La popolazione palestinese, decimata dalle bombe, ora deve combattere contro la proliferazione dei batteri e il diffondersi delle malattie.
Il motore distruttivo della guerra travolge intere famiglie di sfollati. Le bombe, i proiettili, l’esercito e i carri armati non rappresentano certo gli unici nemici contro i quali le popolazioni in conflitto si vedono costrette a combattere. Esiste un avversario ben più insidioso, che trova nelle terre devastate l’ambiente perfetto per sopravvivere e proliferare. Le ferite aperte e le condizioni igieniche precarie contribuiscono inesorabilmente alla diffusione delle malattie, i cui sintomi – se non controllati – causano lo sviluppo di interi focolai.
Un’escalation che colpisce indistintamente uomini, donne e bambini in particolare, resi fragili ancor più dalla perdita dei loro cari. I volontari che prestano servizio delle zone rosse osservano con i loro occhi la morte di un’intera popolazione, decimata prima dal fuoco e poi dalle epidemie. Gli esperti dell’Onu hanno spiegato che, allo stato attuale, esiste la concreta possibilità che i palestinesi vengano travolti da ben 14 ceppi infettivi. Le patologie meno gravi, trattate generalmente con antibiotici e farmaci, divengono letali laddove il sistema sanitario risulti al collasso. I virus divengono così alleati inconsapevoli dell’esercito israeliano: uccidono coloro che sfuggono al mirino dei soldati.
Epidemie a Gaza
“E’ iniziata la tempesta perfetta per la diffusione delle malattie” – la sentenza del portavoce UNICEF, James Elder – “Ora si tratta di capire quanto diventerà grave la situazione”. Dallo scoppio del conflitto sono stati neutralizzati più di venti ospedali, ragion per cui i feriti sono stati trasferiti nelle ultime undici strutture sanitarie operative. Centinaia di persone vivono sotto lo stesso tetto, condividono il medesimo bagno e dividono i pochi metri quadri a disposizione con feriti e malati gravi. La diarrea è tra le prime cause di morte infantile: implica la disidratazione ed è impossibile contrastarla a causa della mancanza di acqua potabile sul territorio.

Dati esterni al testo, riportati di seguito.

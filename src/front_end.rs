//! The host-facing surface of a debugger front-end.

use std::sync::Arc;

use crate::engine::DebugEngine;
use crate::types::BreakPoint;
use crate::Result;

/// A controller front-end: either the interactive console or the wire
/// protocol server.
///
/// The host constructs one, calls `initialize` once, and from then on
/// invokes the break hooks synchronously on the interpreter thread whenever
/// the engine reaches a stopped state. Both hooks block until a controller
/// command releases the interpreter again.
pub trait FrontEnd: Send + Sync {
    /// Spawn the adapter thread and start accepting controller input.
    /// `options` is the free-form debugger argument string (see
    /// `config::port_from_options`).
    fn initialize(&mut self, engine: Arc<dyn DebugEngine>, options: &str) -> Result<()>;

    /// The engine hit a registered breakpoint. Interpreter thread; blocks
    /// until resumption.
    fn on_breakpoint_hit(&self, bp: &BreakPoint);

    /// The engine suspended without a breakpoint (single-step completion,
    /// explicit pause). Interpreter thread; blocks until resumption.
    fn on_suspend(&self, file: &str, line: u64);
}
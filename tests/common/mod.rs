//! Common test utilities for expansion testing

#![allow(dead_code)]

use chyle::config::settings::{VARIABLE_PATTERN, VARIABLE_SEPARATOR};
use chyle::config::EnvTree;
use chyle::models::Record;
use serde_json::Value;

/// Build a record from a `json!` object
pub fn record(value: Value) -> Record {
    match value {
        Value::Object(map) => map,
        other => panic!("expected an object, got {}", other),
    }
}

/// Build a configuration tree from variables, the way the binary does
pub fn env_tree(pairs: &[(&str, &str)]) -> EnvTree {
    EnvTree::from_pairs(
        pairs.iter().map(|(k, v)| (k.to_string(), v.to_string())),
        VARIABLE_PATTERN,
        VARIABLE_SEPARATOR,
    )
    .expect("valid variable pattern")
}

/// Jira issue payload as returned by `GET /rest/api/2/issue/<id>`
pub fn jira_issue(id: &str, key: &str, summary: &str) -> String {
    serde_json::json!({
        "expand": "renderedFields,names,schema,operations,editmeta,changelog,versionedRepresentations",
        "id": id,
        "self": format!("http://test.com/jira/rest/api/2/issue/{}", id),
        "key": key,
        "fields": {
            "summary": summary,
            "status": {"name": "Open"}
        },
        "names": {
            "watcher": "watcher",
            "description": "description",
            "project": "project"
        }
    })
    .to_string()
}
use crate::error::{AppError, Result};
use crate::http::{fetch_json, send_request, set_headers};
use async_trait::async_trait;
use regex::{NoExpand, Regex};
use reqwest::{Client, Url};
use serde::Deserialize;
use serde_json::{json, Value};
use tokio::sync::RwLock;
use tracing::{debug, info, warn};
use url::form_urlencoded::byte_serialize;

/// Remote service able to return one payload per identifier
#[async_trait]
pub trait RemoteSource: Send + Sync + 'static {
    /// Integration name
    fn name(&self) -> &str;

    /// Fetch the payload describing `id`
    async fn fetch(&self, id: &str) -> Result<Value>;

    /// Open a session, called once before any fetch
    async fn authenticate(&self) -> Result<bool> {
        Ok(true)
    }
}

/// Jira REST client
pub struct JiraClient {
    client: Client,
    base_url: Url,
    username: String,
    password: String,
    /// `name=value` cookie acquired by `authenticate`
    session: RwLock<Option<String>>,
}

#[derive(Debug, Deserialize)]
struct SessionResponse {
    session: SessionInfo,
}

#[derive(Debug, Deserialize)]
struct SessionInfo {
    name: String,
    value: String,
}

impl JiraClient {
    pub fn new(client: Client, url: &str, username: &str, password: &str) -> Result<Self> {
        let base_url = Url::parse(url).map_err(|_| {
            AppError::Validation(format!(
                r#""{}" is not a valid absolute URL defined in "JIRA" config"#,
                url
            ))
        })?;

        if base_url.cannot_be_a_base() {
            return Err(AppError::Validation(format!(
                r#""{}" is not a valid absolute URL defined in "JIRA" config"#,
                url
            )));
        }

        Ok(Self {
            client,
            base_url,
            username: username.to_string(),
            password: password.to_string(),
            session: RwLock::new(None),
        })
    }

    fn endpoint(&self, segments: &[&str]) -> Result<Url> {
        let mut url = self.base_url.clone();

        url.path_segments_mut()
            .map_err(|_| AppError::Validation(format!("{} can't be a base URL", self.base_url)))?
            .pop_if_empty()
            .extend(segments);

        Ok(url)
    }

    /// Whether a session cookie was acquired
    pub async fn has_session(&self) -> bool {
        self.session.read().await.is_some()
    }
}

#[async_trait]
impl RemoteSource for JiraClient {
    fn name(&self) -> &str {
        "jira"
    }

    async fn fetch(&self, id: &str) -> Result<Value> {
        let url = self.endpoint(&["rest", "api", "2", "issue", id])?;

        let mut request = self.client.get(url);
        request = match self.session.read().await.as_deref() {
            Some(cookie) => request.header(reqwest::header::COOKIE, cookie),
            None => request.basic_auth(&self.username, Some(&self.password)),
        };

        let mut request = request.build()?;
        set_headers(&mut request, [("Accept", "application/json")])?;

        debug!(issue = id, "Fetching jira issue");

        fetch_json(&self.client, request).await
    }

    async fn authenticate(&self) -> Result<bool> {
        let url = self.endpoint(&["rest", "auth", "1", "session"])?;
        let target = url.to_string();

        let request = self
            .client
            .post(url)
            .json(&json!({
                "username": self.username,
                "password": self.password,
            }))
            .build()?;

        let (status, body) = send_request(&self.client, request).await?;

        if !status.is_success() {
            return Err(AppError::Authentication(format!(
                "jira session request to {} returned status {}",
                target,
                status.as_u16()
            )));
        }

        match serde_json::from_slice::<SessionResponse>(&body) {
            Ok(response) => {
                let cookie = format!("{}={}", response.session.name, response.session.value);
                *self.session.write().await = Some(cookie);
                info!(user = %self.username, "Jira session acquired");
                Ok(true)
            }
            Err(e) => {
                warn!(error = %e, "Jira answered without a session");
                Ok(false)
            }
        }
    }
}

/// Client for a user defined JSON API
///
/// The endpoint is a URL template holding a `{{ID}}` placeholder.
pub struct CustomApiClient {
    client: Client,
    url_template: String,
    token: String,
    placeholder: Regex,
}

impl CustomApiClient {
    pub fn new(client: Client, url_template: &str, token: &str) -> Result<Self> {
        let placeholder = Regex::new(r"\{\{\s*ID\s*\}\}")
            .map_err(|e| AppError::Validation(format!("invalid placeholder pattern: {}", e)))?;

        Ok(Self {
            client,
            url_template: url_template.to_string(),
            token: token.to_string(),
            placeholder,
        })
    }

    /// URL targeted for `id`, the id is percent-encoded as a single segment
    pub fn url_for(&self, id: &str) -> Result<Url> {
        // byte_serialize turns spaces into '+' and a literal '+' into %2B
        let encoded = byte_serialize(id.as_bytes())
            .collect::<String>()
            .replace('+', "%20");
        let raw = self
            .placeholder
            .replace_all(&self.url_template, NoExpand(encoded.as_str()));

        Url::parse(&raw).map_err(|e| {
            AppError::Validation(format!("invalid custom api URL {}: {}", raw, e))
        })
    }
}

#[async_trait]
impl RemoteSource for CustomApiClient {
    fn name(&self) -> &str {
        "customapi"
    }

    async fn fetch(&self, id: &str) -> Result<Value> {
        let mut request = self.client.get(self.url_for(id)?).build()?;

        set_headers(
            &mut request,
            [
                ("Authorization", format!("token {}", self.token)),
                ("Content-Type", "application/json".to_string()),
            ],
        )?;

        debug!(id, "Fetching custom api entry");

        fetch_json(&self.client, request).await
    }
}
/// Record enrichment module
///
/// This module provides the expansion of commit records:
/// - Remote clients for Jira and user defined APIs
/// - Expanders merging remote fields into records
/// - Sequential, fail fast pipeline
/// - Service wiring settings into a pipeline

pub mod clients;
pub mod expanders;
pub mod pipeline;
pub mod service;

pub use clients::{CustomApiClient, JiraClient, RemoteSource};
pub use expanders::{ApiExpander, CustomApiExpander, Expander, JiraIssueExpander};
pub use pipeline::ExpanderPipeline;
pub use service::ExpansionService;
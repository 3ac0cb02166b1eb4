use crate::error::{AppError, Result};
use crate::models::KeyRule;
use serde_json::Value;
use tracing::debug;

/// One commit and the data accumulated on it by expanders
pub type Record = serde_json::Map<String, Value>;

/// Non empty string stored under `key`
pub fn string_field<'a>(record: &'a Record, key: &str) -> Option<&'a str> {
    record
        .get(key)
        .and_then(Value::as_str)
        .filter(|value| !value.is_empty())
}

/// Resolve a dotted path (`fields.status.name`, `fields.labels.0`) in a payload
///
/// Numeric segments index arrays. Returns `None` as soon as a segment can't be
/// followed.
pub fn extract_field<'a>(payload: &'a Value, path: &str) -> Option<&'a Value> {
    if path.is_empty() {
        return None;
    }

    path.split('.').try_fold(payload, |value, segment| match value {
        Value::Object(map) => map.get(segment),
        Value::Array(items) => segment.parse::<usize>().ok().and_then(|i| items.get(i)),
        _ => None,
    })
}

/// Copy every resolvable rule of `keys` from `payload` into `record`
///
/// Existing values under a destination key are overwritten. Rules whose field
/// is missing from the payload are skipped. Returns the number of keys set.
pub fn merge_fields(record: &mut Record, payload: &Value, keys: &[KeyRule]) -> usize {
    let mut merged = 0;

    for rule in keys {
        match extract_field(payload, &rule.field) {
            Some(value) => {
                record.insert(rule.dest_key.clone(), value.clone());
                merged += 1;
            }
            None => {
                debug!(
                    field = %rule.field,
                    dest_key = %rule.dest_key,
                    "Field missing from payload"
                );
            }
        }
    }

    merged
}

/// Parse a JSON array of objects into records
pub fn records_from_json(input: &str) -> Result<Vec<Record>> {
    let values: Vec<Value> = serde_json::from_str(input)?;

    values
        .into_iter()
        .enumerate()
        .map(|(index, value)| match value {
            Value::Object(record) => Ok(record),
            other => Err(AppError::Serialization(format!(
                "record {} must be an object, got {}",
                index, other
            ))),
        })
        .collect()
}
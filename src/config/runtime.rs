use crate::error::Result;
use serde::{Deserialize, Serialize};
use std::path::Path;
use validator::Validate;

/// Process level settings, unrelated to integrations
#[derive(Debug, Clone, Serialize, Deserialize, Validate)]
pub struct RuntimeConfig {
    /// Log level
    #[serde(default = "default_log_level")]
    #[validate(length(min = 1))]
    pub log_level: String,

    /// Enable JSON logging
    #[serde(default)]
    pub json_logs: bool,

    /// HTTP transport timeout (seconds)
    #[serde(default = "default_http_timeout")]
    #[validate(range(min = 1, max = 600))]
    pub http_timeout_secs: u64,

    /// User agent sent to remote services
    #[serde(default = "default_user_agent")]
    #[validate(length(min = 1, max = 255))]
    pub user_agent: String,
}

impl Default for RuntimeConfig {
    fn default() -> Self {
        Self {
            log_level: default_log_level(),
            json_logs: false,
            http_timeout_secs: default_http_timeout(),
            user_agent: default_user_agent(),
        }
    }
}

impl RuntimeConfig {
    /// Load configuration from an optional file and environment
    ///
    /// Environment variables are prefixed with `CHYLE_RUNTIME_`, e.g.
    /// `CHYLE_RUNTIME_HTTP_TIMEOUT_SECS=30`.
    pub fn load(path: Option<&Path>) -> Result<Self> {
        let mut builder = config::Config::builder();

        if let Some(path) = path {
            builder = builder.add_source(config::File::from(path).required(true));
        }

        let runtime: RuntimeConfig = builder
            .add_source(config::Environment::with_prefix("CHYLE_RUNTIME").try_parsing(true))
            .build()?
            .try_deserialize()?;

        runtime.validate()?;

        Ok(runtime)
    }
}

fn default_log_level() -> String {
    "info".to_string()
}

fn default_http_timeout() -> u64 {
    30
}

fn default_user_agent() -> String {
    format!("chyle/{}", env!("CARGO_PKG_VERSION"))
}
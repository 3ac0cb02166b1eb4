/// Configuration of the enrichment components
///
/// - `tree`: hierarchical view over environment variables
/// - `configurator`: descriptor driven validation of one integration
/// - `descriptors`: validation contracts of the known integrations
/// - `settings`: typed integration settings built once per run
/// - `runtime`: process level settings (logging, HTTP transport)
pub mod configurator;
pub mod descriptors;
pub mod runtime;
pub mod settings;
pub mod tree;

pub use configurator::{configure, Descriptor, Param, Section, Setter, Validator};
pub use runtime::RuntimeConfig;
pub use settings::{CustomApiSettings, ExpanderKind, JiraSettings, Settings};
pub use tree::EnvTree;
use serde::{Deserialize, Serialize};

/// Extraction rule from a remote payload into a record
///
/// `field` is a dotted path into the payload (`fields.summary`), `dest_key` the
/// record key receiving the value (`jiraTicketDescription`).
#[derive(Debug, Clone, PartialEq, Eq, Serialize, Deserialize)]
pub struct KeyRule {
    pub dest_key: String,
    pub field: String,
}

impl KeyRule {
    pub fn new(dest_key: impl Into<String>, field: impl Into<String>) -> Self {
        Self {
            dest_key: dest_key.into(),
            field: field.into(),
        }
    }
}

Non vi è cibo, né farmaci necessari per sopperire alla debilitazione del sistema immunitario dei pazienti. I mesi freddi hanno poi portato con loro i più semplici ceppi stagionali. La comune febbre, in guerra, si traduce in polmonite. Inoltre, l’assenza di carburante impedisce a medici ed infermieri di sterilizzare gli strumenti utili alle operazioni chirurgiche. “La maggior parte dei rifugi non ha a disposizione acqua pulita, bagni o docce” – ha spiegato la portavoce ONU, Juliette Touma. Il 93% della popolazione palestinese, vincolata nei confini di Gaza, non consuma quantità di cibo sufficienti, tantomeno assume la giusta quantità di liquidi per scampare alla morte.